**Task description**
Taking the entries below from the top, restate each line exactly and end with the line containing "the bridge, the".

**Data to process**
<<<<

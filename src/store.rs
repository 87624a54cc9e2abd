//! Session store - canonical session collection and per-session UI state

use crate::random::RandomSource;
use crate::signal::{Signal, Subscription};
use crate::{
    Conversation, Session, SessionUiState, SessionUiStatePatch, StatusMessages, TransitionTable,
};
use chrono::Utc;
use std::collections::HashMap;
use std::sync::Arc;
use tracing::{debug, info, trace};

/// Explicitly constructed state container shared by the bridge, the
/// simulation and the views. Cloning yields another handle to the same state.
#[derive(Debug, Clone, Default)]
pub struct SessionStore {
    /// Insertion order, not display order
    sessions: Signal<Vec<Session>>,
    /// Keyed by session id; entries for removed sessions are kept
    ui_state: Signal<HashMap<String, SessionUiState>>,
    conversation: Signal<Option<Conversation>>,
    expanded_session_id: Signal<Option<String>>,
}

impl SessionStore {
    pub fn new() -> Self {
        Self::default()
    }

    /// Current snapshot of the collection
    pub fn sessions(&self) -> Arc<Vec<Session>> {
        self.sessions.get()
    }

    pub fn len(&self) -> usize {
        self.sessions.get().len()
    }

    pub fn is_empty(&self) -> bool {
        self.sessions.get().is_empty()
    }

    /// Get a session by ID
    pub fn get(&self, session_id: &str) -> Option<Session> {
        self.sessions.get().iter().find(|s| s.id == session_id).cloned()
    }

    /// Overwrite the whole collection. An empty vector clears it; UI state is
    /// left alone.
    pub fn replace_all(&self, sessions: Vec<Session>) {
        debug!("{} session(s) replaced", sessions.len());
        self.sessions.set(sessions);
    }

    /// Move one session along the transition table.
    ///
    /// Samples a candidate for the session's current status. When the sample
    /// equals the current status nothing is written and nobody is notified.
    /// Otherwise the session is rewritten in place with the new status, a
    /// fresh `modified`, one more message and the registered message text (or
    /// its prior text). Returns the updated session when something changed.
    pub fn apply_status_transition(
        &self,
        session_id: &str,
        transitions: &TransitionTable,
        messages: &StatusMessages,
        rng: &mut dyn RandomSource,
    ) -> Option<Session> {
        let mut updated = None;
        self.sessions.update(|sessions| {
            let Some(idx) = sessions.iter().position(|s| s.id == session_id) else {
                debug!(%session_id, "transition for unknown session");
                return None;
            };
            let current = &sessions[idx];
            let candidates = transitions.candidates(current.status);
            let next = candidates[rng.index(candidates.len())];
            if next == current.status {
                trace!(%session_id, status = ?next, "status unchanged");
                return None;
            }

            info!(%session_id, from = ?current.status, to = ?next, "status transition");
            let session = current.transitioned(next, messages.lookup(session_id, next), Utc::now());
            let mut next_sessions = sessions.clone();
            next_sessions[idx] = session.clone();
            updated = Some(session);
            Some(next_sessions)
        });
        updated
    }

    /// UI state for a session, created with defaults on first access
    pub fn ui_state(&self, session_id: &str) -> SessionUiState {
        self.ui_state.update(|states| {
            if states.contains_key(session_id) {
                return None;
            }
            trace!(%session_id, "ui state created");
            let mut next = states.clone();
            next.insert(session_id.to_string(), SessionUiState::default());
            Some(next)
        });
        self.ui_state
            .get()
            .get(session_id)
            .cloned()
            .unwrap_or_default()
    }

    /// Merge `patch` into a session's UI state and return the result
    pub fn update_ui_state(&self, session_id: &str, patch: SessionUiStatePatch) -> SessionUiState {
        let mut merged = SessionUiState::default();
        self.ui_state.update(|states| {
            let mut next = states.clone();
            let state = next.entry(session_id.to_string()).or_default();
            state.merge(patch);
            merged = state.clone();
            Some(next)
        });
        merged
    }

    /// Conversation for the expanded session, if any
    pub fn conversation(&self) -> Option<Conversation> {
        (*self.conversation.get()).clone()
    }

    pub fn set_conversation(&self, conversation: Option<Conversation>) {
        self.conversation.set(conversation);
    }

    pub fn expanded_session_id(&self) -> Option<String> {
        (*self.expanded_session_id.get()).clone()
    }

    pub fn set_expanded_session_id(&self, session_id: Option<String>) {
        self.expanded_session_id.set(session_id);
    }

    /// Observe the session collection; see `Signal::subscribe`
    pub fn subscribe<F>(&self, callback: F) -> Subscription
    where
        F: Fn(&[Session]) + Send + Sync + 'static,
    {
        self.sessions
            .subscribe(move |sessions: &Vec<Session>| callback(sessions))
    }

    pub fn subscribe_conversation<F>(&self, callback: F) -> Subscription
    where
        F: Fn(Option<&Conversation>) + Send + Sync + 'static,
    {
        self.conversation
            .subscribe(move |conversation: &Option<Conversation>| callback(conversation.as_ref()))
    }

    pub fn subscribe_ui_state<F>(&self, callback: F) -> Subscription
    where
        F: Fn(&HashMap<String, SessionUiState>) + Send + Sync + 'static,
    {
        self.ui_state.subscribe(callback)
    }
}
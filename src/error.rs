//! Error types for session-monitor

use crate::SessionStatus;
use thiserror::Error;

/// Main error type for the session-monitor library
#[derive(Error, Debug)]
pub enum Error {
    /// IO error
    #[error("IO error: {0}")]
    Io(#[from] std::io::Error),

    /// JSON parsing error
    #[error("JSON error: {0}")]
    Json(#[from] serde_json::Error),

    /// No platform config directory to store preferences in
    #[error("config directory not found")]
    ConfigDirNotFound,

    /// A transition table entry with no candidates
    #[error("transition table has no candidates for {0:?}")]
    EmptyTransitions(SessionStatus),

    /// Backend deliberately unavailable (used by test stores)
    #[error("preference store unavailable")]
    Unavailable,
}

/// Result type alias for session-monitor
pub type Result<T> = std::result::Result<T, Error>;
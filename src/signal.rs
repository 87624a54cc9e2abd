//! Observable value cell with synchronous change delivery
//!
//! A `Signal` holds an `Arc` snapshot of its value. Writers are serialized by
//! a dedicated lock that stays held while subscribers run, so callbacks see
//! values in commit order. Readers only take the short value lock and never
//! observe a half-written value.
//!
//! A callback may write to the signal that invoked it. Such a write is
//! committed at once and delivered after the current round of callbacks
//! finishes, so every subscriber still sees values in commit order.

use std::collections::VecDeque;
use std::sync::atomic::{AtomicU64, Ordering};
use std::sync::{Arc, Mutex, MutexGuard, PoisonError};
use std::thread::{self, ThreadId};
use tracing::trace;

type Callback<T> = Arc<dyn Fn(&T) + Send + Sync>;

fn lock<T>(mutex: &Mutex<T>) -> MutexGuard<'_, T> {
    mutex.lock().unwrap_or_else(PoisonError::into_inner)
}

struct Inner<T> {
    value: Mutex<Arc<T>>,
    writer: Mutex<()>,
    subscribers: Mutex<Vec<(u64, Callback<T>)>>,
    next_id: AtomicU64,
    delivery: Mutex<Delivery<T>>,
}

/// Thread running callbacks, and values its callbacks committed meanwhile
struct Delivery<T> {
    thread: Option<ThreadId>,
    queued: VecDeque<Arc<T>>,
}

/// Ends a delivery round even if a callback panics
struct DeliveryGuard<'a, T> {
    delivery: &'a Mutex<Delivery<T>>,
}

impl<T> Drop for DeliveryGuard<'_, T> {
    fn drop(&mut self) {
        let mut delivery = lock(self.delivery);
        delivery.thread = None;
        delivery.queued.clear();
    }
}

/// Shared observable value. Cloning yields another handle to the same cell.
pub struct Signal<T> {
    inner: Arc<Inner<T>>,
}

impl<T> Clone for Signal<T> {
    fn clone(&self) -> Self {
        Self {
            inner: Arc::clone(&self.inner),
        }
    }
}

impl<T: Default + Send + Sync + 'static> Default for Signal<T> {
    fn default() -> Self {
        Self::new(T::default())
    }
}

impl<T: std::fmt::Debug> std::fmt::Debug for Signal<T> {
    fn fmt(&self, f: &mut std::fmt::Formatter<'_>) -> std::fmt::Result {
        f.debug_struct("Signal")
            .field("value", &*lock(&self.inner.value))
            .field("subscribers", &lock(&self.inner.subscribers).len())
            .finish()
    }
}

impl<T: Send + Sync + 'static> Signal<T> {
    pub fn new(value: T) -> Self {
        Self {
            inner: Arc::new(Inner {
                value: Mutex::new(Arc::new(value)),
                writer: Mutex::new(()),
                subscribers: Mutex::new(Vec::new()),
                next_id: AtomicU64::new(0),
                delivery: Mutex::new(Delivery {
                    thread: None,
                    queued: VecDeque::new(),
                }),
            }),
        }
    }

    /// Current committed value
    pub fn get(&self) -> Arc<T> {
        Arc::clone(&lock(&self.inner.value))
    }

    /// Replace the value and notify subscribers
    pub fn set(&self, value: T) {
        self.with_writer(|| self.commit(Arc::new(value)));
    }

    /// Read-modify-write under the writer lock.
    ///
    /// `f` returns `None` to leave the value untouched, in which case nobody is
    /// notified. Returns whether a new value was committed.
    pub fn update<F>(&self, f: F) -> bool
    where
        F: FnOnce(&T) -> Option<T>,
    {
        self.with_writer(|| {
            let current = self.get();
            match f(&current) {
                Some(next) => {
                    self.commit(Arc::new(next));
                    true
                }
                None => false,
            }
        })
    }

    /// Register `callback`. It is called right away with the current value and
    /// then after every committed change until the `Subscription` is dropped.
    pub fn subscribe<F>(&self, callback: F) -> Subscription
    where
        F: Fn(&T) + Send + Sync + 'static,
    {
        let callback: Callback<T> = Arc::new(callback);
        let id = self.inner.next_id.fetch_add(1, Ordering::Relaxed);
        self.with_writer(|| {
            callback(&self.get());
            lock(&self.inner.subscribers).push((id, callback));
        });
        trace!(id, "subscriber added");

        let weak = Arc::downgrade(&self.inner);
        Subscription::new(move || {
            if let Some(inner) = weak.upgrade() {
                lock(&inner.subscribers).retain(|(existing, _)| *existing != id);
                trace!(id, "subscriber removed");
            }
        })
    }

    pub fn subscriber_count(&self) -> usize {
        lock(&self.inner.subscribers).len()
    }

    fn delivering_here(&self) -> bool {
        lock(&self.inner.delivery).thread == Some(thread::current().id())
    }

    /// Run `f` holding the writer lock, unless this thread already holds it
    /// because `f` comes from one of our callbacks.
    fn with_writer<R>(&self, f: impl FnOnce() -> R) -> R {
        if self.delivering_here() {
            return f();
        }
        let _writer = lock(&self.inner.writer);
        f()
    }

    fn commit(&self, value: Arc<T>) {
        *lock(&self.inner.value) = Arc::clone(&value);
        {
            let mut delivery = lock(&self.inner.delivery);
            let current = thread::current().id();
            if delivery.thread == Some(current) {
                trace!("nested write queued");
                delivery.queued.push_back(value);
                return;
            }
            delivery.thread = Some(current);
        }

        let _guard = DeliveryGuard {
            delivery: &self.inner.delivery,
        };
        let mut next = Some(value);
        while let Some(value) = next {
            let callbacks: Vec<Callback<T>> = lock(&self.inner.subscribers)
                .iter()
                .map(|(_, callback)| Arc::clone(callback))
                .collect();
            for callback in callbacks {
                callback(&value);
            }
            next = lock(&self.inner.delivery).queued.pop_front();
        }
    }
}

/// Handle returned by `Signal::subscribe`. Dropping it unsubscribes.
#[must_use = "dropping a Subscription unsubscribes immediately"]
pub struct Subscription {
    unsubscribe: Option<Box<dyn FnOnce() + Send>>,
}

impl Subscription {
    fn new(unsubscribe: impl FnOnce() + Send + 'static) -> Self {
        Self {
            unsubscribe: Some(Box::new(unsubscribe)),
        }
    }

    pub fn unsubscribe(mut self) {
        if let Some(unsubscribe) = self.unsubscribe.take() {
            unsubscribe();
        }
    }

    /// Keep the callback registered for the lifetime of the signal
    pub fn detach(mut self) {
        self.unsubscribe = None;
    }
}

impl Drop for Subscription {
    fn drop(&mut self) {
        if let Some(unsubscribe) = self.unsubscribe.take() {
            unsubscribe();
        }
    }
}

impl std::fmt::Debug for Subscription {
    fn fmt(&self, f: &mut std::fmt::Formatter<'_>) -> std::fmt::Result {
        f.debug_struct("Subscription")
            .field("active", &self.unsubscribe.is_some())
            .finish()
    }
}
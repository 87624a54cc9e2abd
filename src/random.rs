//! Injectable random source for the simulation

use rand::rngs::StdRng;
use rand::{Rng, SeedableRng};

/// Uniform index sampler
pub trait RandomSource: Send {
    /// Uniform index in `0..len`. Callers never pass `len == 0`.
    fn index(&mut self, len: usize) -> usize;
}

/// `RandomSource` backed by a `StdRng`
#[derive(Debug, Clone)]
pub struct SystemRandom(StdRng);

impl SystemRandom {
    pub fn new() -> Self {
        Self(StdRng::from_entropy())
    }

    /// Reproducible sequence for a given seed
    pub fn seeded(seed: u64) -> Self {
        Self(StdRng::seed_from_u64(seed))
    }
}

impl Default for SystemRandom {
    fn default() -> Self {
        Self::new()
    }
}

impl RandomSource for SystemRandom {
    fn index(&mut self, len: usize) -> usize {
        self.0.gen_range(0..len)
    }
}
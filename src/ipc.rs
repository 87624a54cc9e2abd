//! IPC utilities for Unix socket communication
//!
//! The backend (or `session-monitor push`) sends `UpdateEvent`s to the
//! monitor as newline-delimited JSON over a Unix socket.

use crate::bridge::UpdateEvent;
use crate::error::Result;
use std::path::Path;
use tokio::io::AsyncWriteExt;
use tokio::net::UnixStream;
use tracing::debug;

/// Default socket path for the monitor.
pub fn socket_path() -> std::path::PathBuf {
    std::env::temp_dir().join("session-monitor.sock")
}

/// Send one event as a JSON line
pub async fn send_event(path: &Path, event: &UpdateEvent) -> Result<()> {
    let mut line = serde_json::to_string(event)?;
    line.push('\n');

    let mut stream = UnixStream::connect(path).await?;
    stream.write_all(line.as_bytes()).await?;
    stream.shutdown().await?;
    debug!(event = event.name(), "sent to {}", path.display());
    Ok(())
}

#[cfg(test)]
mod tests {
    use super::*;
    use crate::error::Error;

    #[test]
    fn socket_path_in_temp_dir() {
        let path = socket_path();
        assert!(path.starts_with(std::env::temp_dir()));
        assert_eq!(path.file_name().unwrap(), "session-monitor.sock");
    }

    #[tokio::test]
    async fn send_without_listener_is_io_error() {
        let dir = tempfile::TempDir::new().unwrap();
        let result = send_event(
            &dir.path().join("missing.sock"),
            &UpdateEvent::SessionsUpdated(Vec::new()),
        )
        .await;
        assert!(matches!(result, Err(Error::Io(_))));
    }
}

>>>>

**Response to the task**
filename src/store.rs
repository 87624a54cc9e2abd
//! Session store - canonical session collection and per-session UI state

use crate::random::RandomSource;
use crate::signal::{Signal, Subscription};
use crate::{
    Conversation, Session, SessionUiState, SessionUiStatePatch, StatusMessages, TransitionTable,
};
use chrono::Utc;
use std::collections::HashMap;
use std::sync::Arc;
use tracing::{debug, info, trace};

/// Explicitly constructed state container shared by the bridge, the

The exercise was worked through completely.